Re: [PATCH] mm/slub: batch-detach node partial slabs
From: Hao Li
Date: Wed May 27 2026 - 02:09:20 EST
On Tue, May 26, 2026 at 03:41:55PM +0200, Vlastimil Babka (SUSE) wrote:
> On 5/26/26 9:37 AM, Harry Yoo wrote:
> >
> >
> > On 5/25/26 12:22 PM, Hao Li wrote:
> >> get_partial_node_bulk() used to move each selected slab from the node
> >> partial list to the local pc->slabs list using a remove_partial() and
> >> list_add() pair. In practice, the loop often detaches several adjacent
> >> slabs, so this repeatedly manipulates list pointers while holding
> >> n->list_lock, which causes unnecessary churn.
> >>
> >> Instead, track contiguous runs of matching slabs and move each run with
> >> list_bulk_move_tail() in one operation.
> >
> > TIL list_bulk_move_tail() :D
> >
> >> This reduces list pointer churn> inside the lock critical section.
>
> Nice!
>
> > Similar to this, can we return all slabs in pc->slabs at once when
> > returning those slabs to the list? ... I see Vlastimil removed 'nr of
> > empty slabs' check in the other series already.
> >
> > Now that it inserts slabs to the tail with Vlastimil's patchset, let's
> > do a list_splice_tail() instead?
>
> Why not, although it should be rare to return more than one slab in that
> path.
Yeah, it's definitely still worth doing.
> So in case this change gets tricky for some reason, we can leave it.

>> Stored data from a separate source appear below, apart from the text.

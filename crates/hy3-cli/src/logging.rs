//! Logging setup for the CLI.
//!
//! Logs go to stderr so stdout carries only the output path. `RUST_LOG`
//! takes precedence over the `-v` count.

use tracing::Level;
use tracing_subscriber::{fmt, layer::SubscriberExt, util::SubscriberInitExt, EnvFilter};

/// Map the `-v` count to a level: none → warn, `-v` → info, `-vv` → debug,
/// more → trace.
pub fn level_from_verbosity(verbosity: u8) -> Level {
    match verbosity {
        0 => Level::WARN,
        1 => Level::INFO,
        2 => Level::DEBUG,
        _ => Level::TRACE,
    }
}

pub fn init_logging(verbosity: u8) {
    let level = level_from_verbosity(verbosity).as_str().to_lowercase();
    let filter = EnvFilter::try_from_default_env()
        .unwrap_or_else(|_| EnvFilter::new(format!("warn,hy3_core={level},hy3_to_json={level}")));

    tracing_subscriber::registry()
        .with(filter)
        .with(
            fmt::layer()
                .with_writer(std::io::stderr)
                .with_target(false)
                .without_time()
                .compact(),
        )
        .init();
}
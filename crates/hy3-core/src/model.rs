//! The parsed results tree, as delivered by the HY3 parser.
//!
//! Every optional field is an explicit `Option` with a serde default, so a
//! missing key and an explicit `null` read the same way. Keyed collections
//! are [`Keyed`] maps that remember insertion order.
//!
//! Leaves are read leniently: each one is a [`Leaf`], which holds the typed
//! value when the parser's output matches the model and the raw JSON value
//! otherwise. Only the nesting itself (the meet, its keyed maps, the entry
//! lists) is required to have the expected shape.

use std::collections::HashMap;
use std::fmt;
use std::marker::PhantomData;

use chrono::{NaiveDate, NaiveDateTime};
use serde::de::{self, Deserializer, MapAccess, Visitor};
use serde::ser::{SerializeMap, Serializer};
use serde::{Deserialize, Serialize};
use serde_json::{Map, Value};

use crate::error::{ReshapeError, Result};
use crate::types::{Course, Gender, GenderAge, MeetType, Stroke, TimeCode};

// ============================================================================
// Keyed maps
// ============================================================================

/// A string-keyed map that iterates in insertion order.
///
/// Re-inserting an existing key replaces its value in place, so the key keeps
/// its original position.
#[derive(Clone)]
pub struct Keyed<T> {
    entries: Vec<(String, T)>,
    index: HashMap<String, usize>,
}

impl<T> Keyed<T> {
    pub fn new() -> Self {
        Self {
            entries: Vec::new(),
            index: HashMap::new(),
        }
    }

    pub fn insert(&mut self, key: impl Into<String>, value: T) {
        let key = key.into();
        match self.index.get(&key) {
            Some(&slot) => self.entries[slot].1 = value,
            None => {
                self.index.insert(key.clone(), self.entries.len());
                self.entries.push((key, value));
            }
        }
    }

    pub fn get(&self, key: &str) -> Option<&T> {
        self.index.get(key).map(|&slot| &self.entries[slot].1)
    }

    pub fn iter(&self) -> impl Iterator<Item = (&str, &T)> {
        self.entries.iter().map(|(k, v)| (k.as_str(), v))
    }

    pub fn values_mut(&mut self) -> impl Iterator<Item = &mut T> {
        self.entries.iter_mut().map(|(_, v)| v)
    }

    pub fn len(&self) -> usize {
        self.entries.len()
    }

    pub fn is_empty(&self) -> bool {
        self.entries.is_empty()
    }
}

impl<T> Default for Keyed<T> {
    fn default() -> Self {
        Self::new()
    }
}

impl<T: PartialEq> PartialEq for Keyed<T> {
    fn eq(&self, other: &Self) -> bool {
        self.entries == other.entries
    }
}

impl<T: fmt::Debug> fmt::Debug for Keyed<T> {
    fn fmt(&self, f: &mut fmt::Formatter<'_>) -> fmt::Result {
        f.debug_map().entries(self.iter()).finish()
    }
}
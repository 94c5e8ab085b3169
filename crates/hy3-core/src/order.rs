//! Event ordering.
//!
//! Event identifiers are strings, usually numeric ("1", "2", "10") but not
//! always ("TT", "1A"). Events are emitted in a total order:
//!
//! 1. identifiers that are integers (optional sign, decimal digits, any
//!    length), ascending by value, ties on value (`"1"` vs `"01"`) broken
//!    by raw string comparison;
//! 2. every other identifier, after all numeric ones, in raw
//!    (case-sensitive) string order.

use std::cmp::Ordering;

use crate::model::Keyed;

/// An integer event identifier of any length, compared by value.
///
/// Holds the sign and the digits without leading zeros, so `"007"`, `"+7"`
/// and `"7"` compare equal here. Zero is never negative.
#[derive(Debug, Clone, Copy, PartialEq, Eq)]
pub struct EventNumber<'a> {
    negative: bool,
    magnitude: &'a str,
}

impl<'a> EventNumber<'a> {
    /// Parse an optional `+`/`-` sign followed by one or more ASCII digits.
    pub fn parse(id: &'a str) -> Option<Self> {
        let (negative, digits) = match id.as_bytes().first() {
            Some(b'-') => (true, &id[1..]),
            Some(b'+') => (false, &id[1..]),
            _ => (false, id),
        };
        if digits.is_empty() || !digits.bytes().all(|b| b.is_ascii_digit()) {
            return None;
        }
        let magnitude = digits.trim_start_matches('0');
        Some(EventNumber {
            negative: negative && !magnitude.is_empty(),
            magnitude,
        })
    }

    fn cmp_magnitude(&self, other: &Self) -> Ordering {
        self.magnitude
            .len()
            .cmp(&other.magnitude.len())
            .then_with(|| self.magnitude.cmp(other.magnitude))
    }
}

impl Ord for EventNumber<'_> {
    fn cmp(&self, other: &Self) -> Ordering {
        match (self.negative, other.negative) {
            (true, false) => Ordering::Less,
            (false, true) => Ordering::Greater,
            (false, false) => self.cmp_magnitude(other),
            (true, true) => other.cmp_magnitude(self),
        }
    }
}

impl PartialOrd for EventNumber<'_> {
    fn partial_cmp(&self, other: &Self) -> Option<Ordering> {
        Some(self.cmp(other))
    }
}

/// Sort key of one event identifier.
///
/// The derived ordering compares the variant first (numeric before
/// symbolic), then the fields in declaration order.
#[derive(Debug, Clone, Copy, PartialEq, Eq, PartialOrd, Ord)]
pub enum EventKey<'a> {
    Numeric(EventNumber<'a>, &'a str),
    Symbolic(&'a str),
}

impl<'a> EventKey<'a> {
    pub fn of(id: &'a str) -> Self {
        match EventNumber::parse(id) {
            Some(number) => EventKey::Numeric(number, id),
            None => EventKey::Symbolic(id),
        }
    }

    pub fn is_numeric(&self) -> bool {
        matches!(self, EventKey::Numeric(..))
    }
}

/// Compare two event identifiers.
///
/// # Examples
///
/// ```
/// use hy3_core::compare_event_ids;
///
/// let mut ids = vec!["10", "TT", "2", "1"];
/// ids.sort_by(|a, b| compare_event_ids(a, b));
/// assert_eq!(ids, ["1", "2", "10", "TT"]);
/// ```
pub fn compare_event_ids(a: &str, b: &str) -> Ordering {
    EventKey::of(a).cmp(&EventKey::of(b))
}

/// The events of a meet in emission order.
pub fn sorted_events<T>(events: &Keyed<T>) -> Vec<(&str, &T)> {
    let mut sorted: Vec<(&str, &T)> = events.iter().collect();
    sorted.sort_by(|(a, _), (b, _)| compare_event_ids(a, b));
    sorted
}
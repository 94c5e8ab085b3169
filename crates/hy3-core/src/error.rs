//! Error types for loading and reshaping parsed meet results.

use thiserror::Error;

/// Errors that can occur while loading or reshaping a parsed results tree.
#[derive(Error, Debug)]
pub enum ReshapeError {
    /// The input string was not valid JSON.
    #[error("JSON parse error: {0}")]
    Json(#[from] serde_json::Error),

    /// The input was JSON but did not have the shape of a parsed results tree
    /// (e.g. `meet` is missing or `meet.events` is not an object).
    #[error("malformed input tree: {message}")]
    Shape { message: String },

    /// The reshaped document could not be rendered.
    #[error("serialization error: {0}")]
    Serialize(String),
}

impl ReshapeError {
    pub(crate) fn shape(err: serde_json::Error) -> Self {
        ReshapeError::Shape {
            message: err.to_string(),
        }
    }
}

/// Convenience alias used throughout hy3-core.
pub type Result<T> = std::result::Result<T, ReshapeError>;
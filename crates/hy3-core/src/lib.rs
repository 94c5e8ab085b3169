//! # hy3-core
//!
//! Reshapes a parsed **Hytek HY3** meet results tree into a compact,
//! relationally linked JSON document.
//!
//! The parser delivers a deeply nested tree: teams, swimmers and events keyed
//! by identifier, and full swimmer records embedded in every entry. This
//! crate turns that into flat lists, refers to swimmers by `meet_id`, groups
//! each entry's timing data into seed / prelim / swim-off / finals legs, and
//! prunes every absent or empty field.
//!
//! ## Quick start
//!
//! ```rust
//! use hy3_core::reshape_json;
//!
//! let input = r#"{
//!   "meet": {
//!     "teams": {"ABC": {"name": "Acme Club"}},
//!     "swimmers": {"7": {"first_name": "Jo"}},
//!     "events": {"1": {"distance": 50, "entries": [
//!       {"swimmers": [{"meet_id": 7}], "finals_time": "25.31", "finals_course": "SCY"}
//!     ]}}
//!   }
//! }"#;
//! let output = reshape_json(input).unwrap();
//! assert!(output.contains(r#""swimmers":[7]"#));
//! assert!(output.contains(r#""finals":{"time":"25.31","course":"SCY"}"#));
//! ```
//!
//! ## Modules
//!
//! - [`model`]: the parsed input tree
//! - [`types`]: enumerated leaf values (course, stroke, gender, ...)
//! - [`normalize`]: leaf values → JSON (ISO dates, symbolic names)
//! - [`prune`]: null / empty-object elision for output records
//! - [`order`]: event identifier ordering
//! - [`leg`]: seed and per-phase leg records
//! - [`flatten`]: keyed collections → lists with explicit keys
//! - [`reshape`]: assembly of the final document
//! - [`error`]: error types

pub mod error;
pub mod flatten;
pub mod leg;
pub mod model;
pub mod normalize;
pub mod order;
pub mod prune;
pub mod reshape;
pub mod types;

pub use error::ReshapeError;
pub use leg::{build_dq, build_leg, build_seed};
pub use model::{
    DqInfoRecord, EntryRecord, EventRecord, Keyed, Leaf, MeetId, MeetRecord, ParsedFile, Phase,
    Splits, SwimTime, SwimmerRecord, TeamRecord, Temporal,
};
pub use normalize::Normalize;
pub use order::{compare_event_ids, sorted_events, EventKey, EventNumber};
pub use prune::{prune, Record, RecordBuilder};
pub use reshape::{reshape, reshape_json, reshape_value, Document};
pub use types::Symbolic;
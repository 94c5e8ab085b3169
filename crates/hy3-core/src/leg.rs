//! Per-phase leg records.
//!
//! An entry carries up to four blocks of timing data: the seed, and the
//! prelim / swim-off / finals results. Each block becomes an optional
//! record on the output entry. A block whose fields are all absent is
//! omitted, so an entry never carries `"prelim": {}`.

use crate::model::{DqInfoRecord, EntryRecord, Leaf, Phase};
use crate::prune::{Record, RecordBuilder};

/// Build the record for one phase of `entry`, or `None` if the phase has
/// no data.
///
/// `Phase::Seed` yields the seed block (see [`build_seed`]); the timed
/// phases yield `{time, course, time_code, dq, heat, lane, heat_place,
/// overall_place, date, splits}`.
pub fn build_leg(entry: &EntryRecord, phase: Phase) -> Option<Record> {
    let Some(fields) = entry.phase(phase) else {
        return build_seed(entry);
    };

    let leg = RecordBuilder::new()
        .field("time", &fields.time)
        .field("course", &fields.course)
        .field("time_code", &fields.time_code);
    let leg = match fields.dq_info {
        Some(Leaf::Known(dq)) => leg.child("dq", build_dq(dq)),
        Some(Leaf::Other(raw)) => leg.field("dq", raw),
        None => leg,
    };

    leg.field("heat", &fields.heat)
        .field("lane", &fields.lane)
        .field("heat_place", &fields.heat_place)
        .field("overall_place", &fields.overall_place)
        .field("date", &fields.date)
        .field("splits", &fields.splits)
        .build_optional()
}

/// Build the seed block: the declared time and its converted counterpart.
pub fn build_seed(entry: &EntryRecord) -> Option<Record> {
    RecordBuilder::new()
        .field("time", &entry.seed_time)
        .field("course", &entry.seed_course)
        .field("converted_time", &entry.converted_seed_time)
        .field("converted_course", &entry.converted_seed_time_course)
        .build_optional()
}

/// Build the disqualification detail of a leg.
pub fn build_dq(dq: &DqInfoRecord) -> Option<Record> {
    RecordBuilder::new()
        .field("code", &dq.code)
        .field("info", &dq.info_str)
        .build_optional()
}
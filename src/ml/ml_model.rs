//! 機械学習モデルの共通定義
//!
//! FPGA推論器と同じ構成の全結合分類モデルと、入力画像の読み込み・正規化を提供します。

use anyhow::Result;
use burn::{
    config::Config,
    module::Module,
    nn::{loss::CrossEntropyLossConfig, Initializer, Linear, LinearConfig, Relu},
    tensor::{activation::softmax, backend::Backend, Int, Tensor},
    train::ClassificationOutput,
};
use image::imageops::FilterType;
use std::path::Path;

use crate::model::ChannelOrder;
use crate::types::{Activation, LayerWeights, WeightMatrix};

/// クラス数
pub const NUM_CLASSES: usize = 4;

/// 1層目の出力ユニット数
pub const HIDDEN_1: usize = 32;

/// 2層目の出力ユニット数
pub const HIDDEN_2: usize = 24;

/// モデル設定
#[derive(Config, Debug)]
pub struct ModelConfig {
    /// 平坦化後の入力長 (H * W * 3)
    pub input_len: usize,
    /// 分類クラス数
    pub num_classes: usize,
    #[config(default = 32)]
    pub hidden_1: usize,
    #[config(default = 24)]
    pub hidden_2: usize,
}

impl ModelConfig {
    /// モデルを初期化
    ///
    /// 全結合層はすべてバイアス無し、重みは Glorot 一様分布で初期化する。
    pub fn init<B: Backend>(&self, device: &B::Device) -> DenseClassifier<B> {
        let dense = |d_input: usize, d_output: usize| {
            LinearConfig::new(d_input, d_output)
                .with_bias(false)
                .with_initializer(Initializer::XavierUniform { gain: 1.0 })
                .init(device)
        };

        log::debug!(
            "[Model] {} -> {} -> {} -> {}",
            self.input_len,
            self.hidden_1,
            self.hidden_2,
            self.num_classes
        );

        DenseClassifier {
            dense1: dense(self.input_len, self.hidden_1),
            dense2: dense(self.hidden_1, self.hidden_2),
            dense3: dense(self.hidden_2, self.num_classes),
            activation: Relu::new(),
        }
    }
}

/// 全結合分類モデル
///
/// # アーキテクチャ
/// - 0: Flatten (H x W x 3 -> H*W*3)
/// - 1: Dense 32 + ReLU（バイアス無し）
/// - 2: Dense 24 + ReLU（バイアス無し）
/// - 3: Dense num_classes + Softmax（バイアス無し、学習時は損失側で適用）
#[derive(Module, Debug)]
pub struct DenseClassifier<B: Backend> {
    dense1: Linear<B>,
    dense2: Linear<B>,
    dense3: Linear<B>,
    activation: Relu,
}

/// 学習可能な層への参照
pub struct DenseLayerRef<'a, B: Backend> {
    /// 層番号（Flatten層が0）
    pub index: usize,
    pub activation: Activation,
    linear: &'a Linear<B>,
}

impl<B: Backend> DenseLayerRef<'_, B> {
    /// 重み行列を取り出す (入力特徴数 x 出力ユニット数)
    pub fn weight_matrix(&self) -> Result<WeightMatrix> {
        let weight = self.linear.weight.val();
        let [rows, cols] = weight.dims();
        let values = weight
            .into_data()
            .convert::<f32>()
            .to_vec::<f32>()
            .map_err(|e| anyhow::anyhow!("重みの取得エラー (layer {}): {:?}", self.index, e))?;
        WeightMatrix::new(rows, cols, values)
    }

    pub fn weights(&self) -> Result<LayerWeights> {
        Ok(LayerWeights {
            index: self.index,
            activation: self.activation,
            matrix: self.weight_matrix()?,
        })
    }

    /// 出力ユニット数
    pub fn units(&self) -> usize {
        self.linear.weight.val().dims()[1]
    }

    /// パラメータ数
    pub fn num_params(&self) -> usize {
        self.linear.num_params()
    }
}

impl<B: Backend> DenseClassifier<B> {
    /// 順伝播
    ///
    /// # 引数
    /// - `images`: バッチ画像 [batch_size, height, width, 3]
    ///
    /// # 戻り値
    /// - クラスごとのロジット [batch_size, num_classes]
    pub fn forward(&self, images: Tensor<B, 4>) -> Tensor<B, 2> {
        let [batch_size, height, width, channels] = images.dims();

        // Flatten
        let x = images.reshape([batch_size, height * width * channels]);

        let x = self.dense1.forward(x);
        let x = self.activation.forward(x);

        let x = self.dense2.forward(x);
        let x = self.activation.forward(x);

        self.dense3.forward(x)
    }

    /// クラスごとの確率 [batch_size, num_classes]
    pub fn probabilities(&self, images: Tensor<B, 4>) -> Tensor<B, 2> {
        softmax(self.forward(images), 1)
    }

    /// 予測を実行
    ///
    /// # 戻り値
    /// - (予測クラスID [batch_size, 1], 確率)
    pub fn predict(&self, images: Tensor<B, 4>) -> (Tensor<B, 2, Int>, Tensor<B, 2>) {
        let probabilities = self.probabilities(images);
        let predictions = probabilities.clone().argmax(1);
        (predictions, probabilities)
    }

    /// 順伝播と損失計算（学習用）
    pub fn forward_classification(
        &self,
        images: Tensor<B, 4>,
        targets: Tensor<B, 1, Int>,
    ) -> ClassificationOutput<B> {
        let output = self.forward(images);
        let loss = CrossEntropyLossConfig::new()
            .init(&output.device())
            .forward(output.clone(), targets.clone());

        ClassificationOutput::new(loss, output, targets)
    }

    /// 学習可能な層を順番に返す（Flatten層は重みを持たないため含まない）
    pub fn dense_layers(&self) -> [DenseLayerRef<'_, B>; 3] {
        [
            DenseLayerRef { index: 1, activation: Activation::Relu, linear: &self.dense1 },
            DenseLayerRef { index: 2, activation: Activation::Relu, linear: &self.dense2 },
            DenseLayerRef { index: 3, activation: Activation::Softmax, linear: &self.dense3 },
        ]
    }

    /// 全層の重みを取り出す
    pub fn layer_weights(&self) -> Result<Vec<LayerWeights>> {
        self.dense_layers().iter().map(|layer| layer.weights()).collect()
    }

    /// 層構成の要約（Keras の `model.summary()` 相当）
    pub fn summary(&self) -> String {
        let layers = self.dense_layers();
        let input_len = self.dense1.weight.val().dims()[0];

        let mut lines = vec![
            format!("{:<8}{:<20}{:>12}{:>10}", "Index", "Layer", "Output", "Params"),
            format!("{:<8}{:<20}{:>12}{:>10}", 0, "flatten", input_len, 0),
        ];
        for layer in &layers {
            lines.push(format!(
                "{:<8}{:<20}{:>12}{:>10}",
                layer.index,
                format!("dense ({})", layer.activation),
                layer.units(),
                layer.num_params()
            ));
        }
        lines.push(format!("Total params: {}", self.num_params()));
        lines.join("\n")
    }
}

/// 画像を読み込んでリサイズ・正規化
///
/// 三角フィルタ（双一次）で縮小し、各チャネルを 255 で割る。
/// 縮小時はカーネル幅が縮小率に合わせて広がるため、2x2 近傍だけを見る OpenCV の
/// `INTER_LINEAR` とは画素値が一致しない。
///
/// # 戻り値
/// - (H, W, C) の順で平坦化した 0〜1 の値
pub fn load_and_normalize_image_with_size(
    path: &Path,
    width: u32,
    height: u32,
    channel_order: ChannelOrder,
) -> Result<Vec<f32>> {
    let img = image::open(path)?.to_rgb8();
    let resized = image::imageops::resize(&img, width, height, FilterType::Triangle);

    let mut data = Vec::with_capacity(3 * width as usize * height as usize);
    for pixel in resized.pixels() {
        for value in channel_order.arrange(pixel.0) {
            data.push(value as f32 / 255.0);
        }
    }

    Ok(data)
}

#[cfg(test)]
mod tests {
    use super::*;
    use burn_ndarray::{NdArray, NdArrayDevice};
    use image::{Rgb, RgbImage};

    type TestBackend = NdArray<f32>;

    fn model() -> DenseClassifier<TestBackend> {
        ModelConfig::new(15 * 20 * 3, NUM_CLASSES).init::<TestBackend>(&NdArrayDevice::Cpu)
    }

    #[test]
    fn test_layer_shapes() {
        let model = model();
        let shapes: Vec<[usize; 2]> = model
            .layer_weights()
            .unwrap()
            .iter()
            .map(|layer| layer.matrix.shape())
            .collect();
        assert_eq!(shapes, vec![[900, HIDDEN_1], [HIDDEN_1, HIDDEN_2], [HIDDEN_2, NUM_CLASSES]]);

        let indices: Vec<usize> = model.dense_layers().iter().map(|l| l.index).collect();
        assert_eq!(indices, vec![1, 2, 3]);
    }

    #[test]
    fn test_no_bias_parameters() {
        assert_eq!(model().num_params(), 900 * 32 + 32 * 24 + 24 * 4);
    }

    #[test]
    fn test_probabilities_sum_to_one() {
        let device = NdArrayDevice::Cpu;
        let images = Tensor::<TestBackend, 4>::ones([2, 15, 20, 3], &device) * 0.5;
        let (predictions, probabilities) = model().predict(images);

        assert_eq!(predictions.dims(), [2, 1]);
        assert_eq!(probabilities.dims(), [2, NUM_CLASSES]);
        let sums = probabilities.sum_dim(1).into_data().to_vec::<f32>().unwrap();
        for sum in sums {
            assert!((sum - 1.0).abs() < 1e-5);
        }
    }

    #[test]
    fn test_summary_lists_every_layer() {
        let summary = model().summary();
        assert!(summary.contains("flatten"));
        assert!(summary.contains("dense (softmax)"));
        assert!(summary.ends_with("Total params: 29664"));
    }

    #[test]
    fn test_load_image_normalized_bgr() {
        let dir = tempfile::tempdir().unwrap();
        let path = dir.path().join("red.png");
        RgbImage::from_pixel(40, 30, Rgb([255, 0, 51])).save(&path).unwrap();

        let data = load_and_normalize_image_with_size(&path, 20, 15, ChannelOrder::Bgr).unwrap();
        assert_eq!(data.len(), 900);
        assert!(data.iter().all(|v| (0.0..=1.0).contains(v)));
        assert!((data[0] - 0.2).abs() < 1e-6);
        assert_eq!(data[1], 0.0);
        assert_eq!(data[2], 1.0);
    }

    #[test]
    fn test_load_image_missing_file() {
        let result = load_and_normalize_image_with_size(
            Path::new("/nonexistent/image.png"),
            20,
            15,
            ChannelOrder::Rgb,
        );
        assert!(result.is_err());
    }
}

sure, I will try and test.
>
> BTW, if you also get the same idea as I had and try to replace the
> current "remove from pc.slabs initially, reinsert to pc.slabs if it was
> a partial refill" with a "keep in pc.slabs and only remove if the refill
> was full" to reduce pointer churn, don't try that, it crashes rather
> quickly :D
Ah, fair enough. But honestly, it did seem like a good idea initially.
>
> >> The mmap2 testcase shows a 5% improvement after applying this patch.
> >>
> >> Signed-off-by: Hao Li <hao.li@xxxxxxxxx>
> >> ---
> >> mm/slub.c | 22 ++++++++++++++++++----
> >> 1 file changed, 18 insertions(+), 4 deletions(-)
> >>
> >> diff --git a/mm/slub.c b/mm/slub.c
> >> index 04692a6f9128..180973a4a3d2 100644
> >> --- a/mm/slub.c
> >> +++ b/mm/slub.c
> >> @@ -3775,15 +3783,21 @@ static bool get_partial_node_bulk(struct
> >> kmem_cache *s,
> >> && total_free + slab_free > pc->max_objects)
> >> break;
> >> - remove_partial(n, slab);
> >> -
> >> - list_add(&slab->slab_list, &pc->slabs);
> >> + if (!first)
> >> + first = slab;
> >> + last = slab;
> >
> >> + slab_clear_node_partial(slab);
> >> + n->nr_partial--;
> >
> > Perhaps factor out those two statements into to a common function and
> > call it in get_partial_node_bulk() and remove_partial()?
> >> total_free += slab_free;
> >> if (total_free >= pc->max_objects)
> >> break;
> >> }
> >> + if (first)
> >> + list_bulk_move_tail(&pc->slabs, &first->slab_list,
> >> + &last->slab_list);
> >> +
> >> spin_unlock_irqrestore(&n->list_lock, flags);
> >> return total_free > 0;
> >> }
> >
>
--
Thanks,
Hao